The problem: Which lines run from the line with "pub enum StoreError" through the line with "store. A profile" in the entries below? Print them exactly, both ends included, and nothing more.

Given records:
▼
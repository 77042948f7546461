//! Profile Store
//!
//! Ordered collection of profiles. Insertion order is display order, and
//! every profile occupies exactly one row: importing a profile that matches
//! an existing one (same endpoint, same source link or same identifier)
//! replaces that row in place instead of appending a duplicate.

use crate::persist::write_atomic;
use crate::profile::{ServerProfile, ValidationError};
use serde_json::Value;
use std::path::Path;
use tracing::{debug, info, warn};

/// What a store mutation did, for row-level change notification
#[derive(Debug, Clone, Copy, PartialEq, Eq)]
pub enum StoreChange {
    /// A new row was appended
    Inserted(usize),
    /// An existing row was overwritten in place
    Updated(usize),
    /// A row was removed
    Removed(usize),
    /// The whole store was replaced
    Reset,
}

/// Profile store errors
#[derive(Debug, thiserror::Error)]
pub enum StoreError {
    #[error("Invalid profile: {0}")]
    Invalid(#[from] ValidationError),

    #[error("Row {0} out of range")]
    OutOfRange(usize),

    #[error("Profile store I/O error: {0}")]
    Io(#[from] std::io::Error),

    #[error("Profile store is not a JSON array: {0}")]
    Format(String),
}

/// Ordered, identity-deduplicated profile collection
#[derive(Debug, Clone, Default)]
pub struct ProfileStore {
    profiles: Vec<ServerProfile>,
}

impl ProfileStore {
    /// Create an empty store
    pub fn new() -> Self {
        Self::default()
    }

    pub fn len(&self) -> usize {
        self.profiles.len()
    }

    pub fn is_empty(&self) -> bool {
        self.profiles.is_empty()
    }

    /// All profiles in display order
    pub fn profiles(&self) -> &[ServerProfile] {
        &self.profiles
    }

    pub fn get(&self, row: usize) -> Option<&ServerProfile> {
        self.profiles.get(row)
    }

    /// Add or merge a profile
    ///
    /// Invalid profiles are rejected without touching the store. A profile
    /// matching an existing row overwrites it and keeps that row's identifier.
    pub fn add(&mut self, mut profile: ServerProfile) -> Result<StoreChange, StoreError> {
        profile.validate()?;
        profile.ensure_identifier();

        match self.identity_row(&profile) {
            Some(row) => {
                let existing = &mut self.profiles[row];
                profile.id = existing.id.clone();
                profile.ping_in_progress = existing.ping_in_progress;
                profile.last_ping_ms = existing.last_ping_ms;
                debug!("Profile {} re-imported into row {}", profile.display_name(), row);
                *existing = profile;
                Ok(StoreChange::Updated(row))
            }
            None => {
                debug!("Profile {} appended", profile.display_name());
                self.profiles.push(profile);
                Ok(StoreChange::Inserted(self.profiles.len() - 1))
            }
        }
    }

    /// Remove the profile at `row`
    pub fn remove(&mut self, row: usize) -> Result<ServerProfile, StoreError> {
        if row >= self.profiles.len() {
            return Err(StoreError::OutOfRange(row));
        }
        Ok(self.profiles.remove(row))
    }

    /// Drop every profile
    pub fn clear(&mut self) {
        self.profiles.clear();
    }

    pub fn find_by_identifier(&self, id: &str) -> Option<&ServerProfile> {
        self.profiles.iter().find(|p| p.id == id)
    }

    pub fn index_of(&self, id: &str) -> Option<usize> {
        self.profiles.iter().position(|p| p.id == id)
    }

    /// Mark a latency probe as running for `row`
    pub fn set_ping_in_progress(&mut self, row: usize, in_progress: bool) -> bool {
        match self.profiles.get_mut(row) {
            Some(p) => {
                p.ping_in_progress = in_progress;
                true
            }
            None => false,
        }
    }

    /// Record a probe result for the profile with `id`
    ///
    /// Looked up by identifier since rows may have moved while the probe ran.
    pub fn record_ping(&mut self, id: &str, ms: i64) -> Option<usize> {
        let row = self.index_of(id)?;
        let p = &mut self.profiles[row];
        p.ping_in_progress = false;
        p.last_ping_ms = ms;
        Some(row)
    }

    fn identity_row(&self, profile: &ServerProfile) -> Option<usize> {
        self.profiles
            .iter()
            .position(|existing| existing.matches_identity(profile))
    }

    /// Load a store from a JSON array file
    ///
    /// Entries that fail to decode or validate are dropped; entries without
    /// an identifier get a fresh one. A missing file yields an empty store.
    pub fn load(path: impl AsRef<Path>) -> Result<Self, StoreError> {
        let path = path.as_ref();
        if !path.exists() {
            return Ok(Self::new());
        }

        let content = std::fs::read_to_string(path)?;
        let store = Self::from_json(&content)?;
        info!("Loaded {} profiles from {}", store.len(), path.display());
        Ok(store)
    }

    /// Decode a store from JSON text
    pub fn from_json(content: &str) -> Result<Self, StoreError> {
        let entries: Vec<Value> =
            serde_json::from_str(content).map_err(|e| StoreError::Format(e.to_string()))?;

        let mut store = Self::new();
        for (index, entry) in entries.into_iter().enumerate() {
            let profile = match serde_json::from_value::<ServerProfile>(entry) {
                Ok(p) => p,
                Err(e) => {
                    warn!("Skipping profile #{}: {}", index, e);
                    continue;
                }
            };
            if let Err(e) = store.add(profile) {
                warn!("Skipping profile #{}: {}", index, e);
            }
        }
        Ok(store)
    }

    /// Encode the store as a pretty JSON array
    pub fn to_json(&self) -> Result<String, StoreError> {
        serde_json::to_string_pretty(&self.profiles).map_err(|e| StoreError::Format(e.to_string()))
    }

    /// Persist the store atomically
    pub fn save(&self, path: impl AsRef<Path>) -> Result<(), StoreError> {
        let json = self.to_json()?;
        write_atomic(path, json.as_bytes())?;
        Ok(())
    }
}

/// Re-resolve a selection after `removed` was deleted
///
/// Keeps pointing at the same profile when it survived, otherwise clamps to
/// the nearest valid row; `None` when the store is now empty.
pub fn reselect_after_removal(
    selected: Option<usize>,
    removed: usize,
    len_after: usize,
) -> Option<usize> {
    if len_after == 0 {
        return None;
    }
    let selected = selected?;
    let row = if selected > removed { selected - 1 } else { selected };
    Some(row.min(len_after - 1))
}

#[cfg(test)]
mod tests {
    use super::*;
    use crate::link::parse;
    use crate::profile::Protocol;

    const LINK: &str = "vless://user-1@host.example:443?type=ws&security=tls&path=abc#First";

    #[test]
    fn test_add_and_merge_in_place() {
        let mut store = ProfileStore::new();
        assert_eq!(
            store.add(parse("vless://other@a.example:1#A").unwrap()).unwrap(),
            StoreChange::Inserted(0)
        );

        let first = parse(LINK).unwrap();
        let first_id = first.id.clone();
        assert_eq!(store.add(first).unwrap(), StoreChange::Inserted(1));
        store.add(parse("vless://third@c.example:3#C").unwrap()).unwrap();

        let second = parse("vless://USER-1@HOST.example:443?type=grpc&serviceName=svc#Second").unwrap();
        assert_eq!(store.add(second).unwrap(), StoreChange::Updated(1));

        assert_eq!(store.len(), 3);
        let merged = store.get(1).unwrap();
        assert_eq!(merged.name, "Second");
        assert_eq!(merged.network, "grpc");
        assert_eq!(merged.id, first_id);
    }

    #[test]
    fn test_same_link_twice_yields_one_row() {
        let mut store = ProfileStore::new();
        store.add(parse(LINK).unwrap()).unwrap();
        store.add(parse(LINK).unwrap()).unwrap();
        assert_eq!(store.len(), 1);
    }

    #[test]
    fn test_invalid_rejected_without_mutation() {
        let mut store = ProfileStore::new();
        store.add(parse(LINK).unwrap()).unwrap();

        let mut bad = ServerProfile::new(Protocol::Vmess, "", 443, "id");
        bad.name = "bad".into();
        assert!(matches!(store.add(bad), Err(StoreError::Invalid(_))));
        assert_eq!(store.len(), 1);
        assert_eq!(store.get(0).unwrap().name, "First");
    }

    #[test]
    fn test_remove_and_lookup() {
        let mut store = ProfileStore::new();
        store.add(parse(LINK).unwrap()).unwrap();
        let id = store.get(0).unwrap().id.clone();

        assert_eq!(store.index_of(&id), Some(0));
        assert!(store.find_by_identifier(&id).is_some());
        assert!(matches!(store.remove(5), Err(StoreError::OutOfRange(5))));

        store.remove(0).unwrap();
        assert!(store.is_empty());
        assert_eq!(store.index_of(&id), None);
    }

    #[test]
    fn test_record_ping() {
        let mut store = ProfileStore::new();
        store.add(parse(LINK).unwrap()).unwrap();
        let id = store.get(0).unwrap().id.clone();

        assert!(store.set_ping_in_progress(0, true));
        assert!(store.get(0).unwrap().ping_in_progress);

        assert_eq!(store.record_ping(&id, 42), Some(0));
        let p = store.get(0).unwrap();
        assert!(!p.ping_in_progress);
        assert_eq!(p.last_ping_ms, 42);

        assert_eq!(store.record_ping("missing", 1), None);
    }

    #[test]
    fn test_merge_keeps_liveness() {
        let mut store = ProfileStore::new();
        store.add(parse(LINK).unwrap()).unwrap();
        let id = store.get(0).unwrap().id.clone();
        store.record_ping(&id, 42);
        store.set_ping_in_progress(0, true);

        assert_eq!(store.add(parse(LINK).unwrap()).unwrap(), StoreChange::Updated(0));
        let p = store.get(0).unwrap();
        assert_eq!(p.last_ping_ms, 42);
        assert!(p.ping_in_progress);
    }

    #[test]
    fn test_reselect_after_removal() {
        assert_eq!(reselect_after_removal(Some(2), 0, 3), Some(1));
        assert_eq!(reselect_after_removal(Some(0), 2, 3), Some(0));
        assert_eq!(reselect_after_removal(Some(3), 3, 3), Some(2));
        assert_eq!(reselect_after_removal(Some(0), 0, 0), None);
        assert_eq!(reselect_after_removal(None, 0, 2), None);
    }

    #[test]
    fn test_save_and_load() {
        let dir = tempfile::tempdir().unwrap();
        let path = dir.path().join("profiles.json");

        let mut store = ProfileStore::new();
        store.add(parse(LINK).unwrap()).unwrap();
        store.add(parse("vless://x@y.example:2#Y").unwrap()).unwrap();
        store.save(&path).unwrap();

        let loaded = ProfileStore::load(&path).unwrap();
        assert_eq!(loaded.len(), 2);
        assert_eq!(loaded.get(0).unwrap().id, store.get(0).unwrap().id);
        assert_eq!(loaded.get(0).unwrap().path, "/abc");
        assert_eq!(loaded.get(1).unwrap().name, "Y");
    }

    #[test]
    fn test_query_keys_survive_save_and_load() {
        let dir = tempfile::tempdir().unwrap();
        let path = dir.path().join("profiles.json");

        let mut store = ProfileStore::new();
        store
            .add(parse("vless://u@h.example:443?type=tcp&name=x&address=evil#N").unwrap())
            .unwrap();
        store.save(&path).unwrap();

        let text = std::fs::read_to_string(&path).unwrap();
        assert_eq!(text.matches("\"name\"").count(), 1);
        assert_eq!(text.matches("\"address\"").count(), 1);

        let loaded = ProfileStore::load(&path).unwrap();
        let p = loaded.get(0).unwrap();
        assert_eq!(p.name, "N");
        assert_eq!(p.address, "h.example");
        assert_eq!(p.extra.get("x-name"), Some(&Value::from("x")));
        assert_eq!(p, store.get(0).unwrap());
    }

    #[test]
    fn test_load_filters_and_regenerates() {
        let json = r#"[
            {"protocol":"vless","address":"a.example","port":443,"userId":"u1"},
            {"protocol":"vless","address":"","port":443,"userId":"u2"},
            {"protocol":"trojan","address":"b.example","port":443,"userId":"u3"},
            {"protocol":"vmess","address":"c.example","port":80,"userId":"u4","id":"keep-me"}
        ]"#;
        let store = ProfileStore::from_json(json).unwrap();

        assert_eq!(store.len(), 2);
        assert!(!store.get(0).unwrap().id.is_empty());
        assert_eq!(store.get(1).unwrap().id, "keep-me");
    }

    #[test]
    fn test_load_missing_file() {
        let dir = tempfile::tempdir().unwrap();
        let store = ProfileStore::load(dir.path().join("none.json")).unwrap();
        assert!(store.is_empty());
    }
}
▲
Response area:
pub enum StoreError {
    #[error("Invalid profile: {0}")]
    Invalid(#[from] ValidationError),

    #[error("Row {0} out of range")]
    OutOfRange(usize),

    #[error("Profile store I/O error: {0}")]
    Io(#[from] std::io::Error),

    #[error("Profile store is not a JSON array: {0}")]
    Format(String),
}

/// Ordered, identity-deduplicated profile collection
#[derive(Debug, Clone, Default)]
pub struct ProfileStore {
    profiles: Vec<ServerProfile>,
}

impl ProfileStore {
    /// Create an empty store
    pub fn new() -> Self {
        Self::default()
    }

    pub fn len(&self) -> usize {
        self.profiles.len()
    }

    pub fn is_empty(&self) -> bool {
        self.profiles.is_empty()
    }

    /// All profiles in display order
    pub fn profiles(&self) -> &[ServerProfile] {
        &self.profiles
    }

    pub fn get(&self, row: usize) -> Option<&ServerProfile> {
        self.profiles.get(row)
    }

    /// Add or merge a profile
    ///
    /// Invalid profiles are rejected without touching the store. A profile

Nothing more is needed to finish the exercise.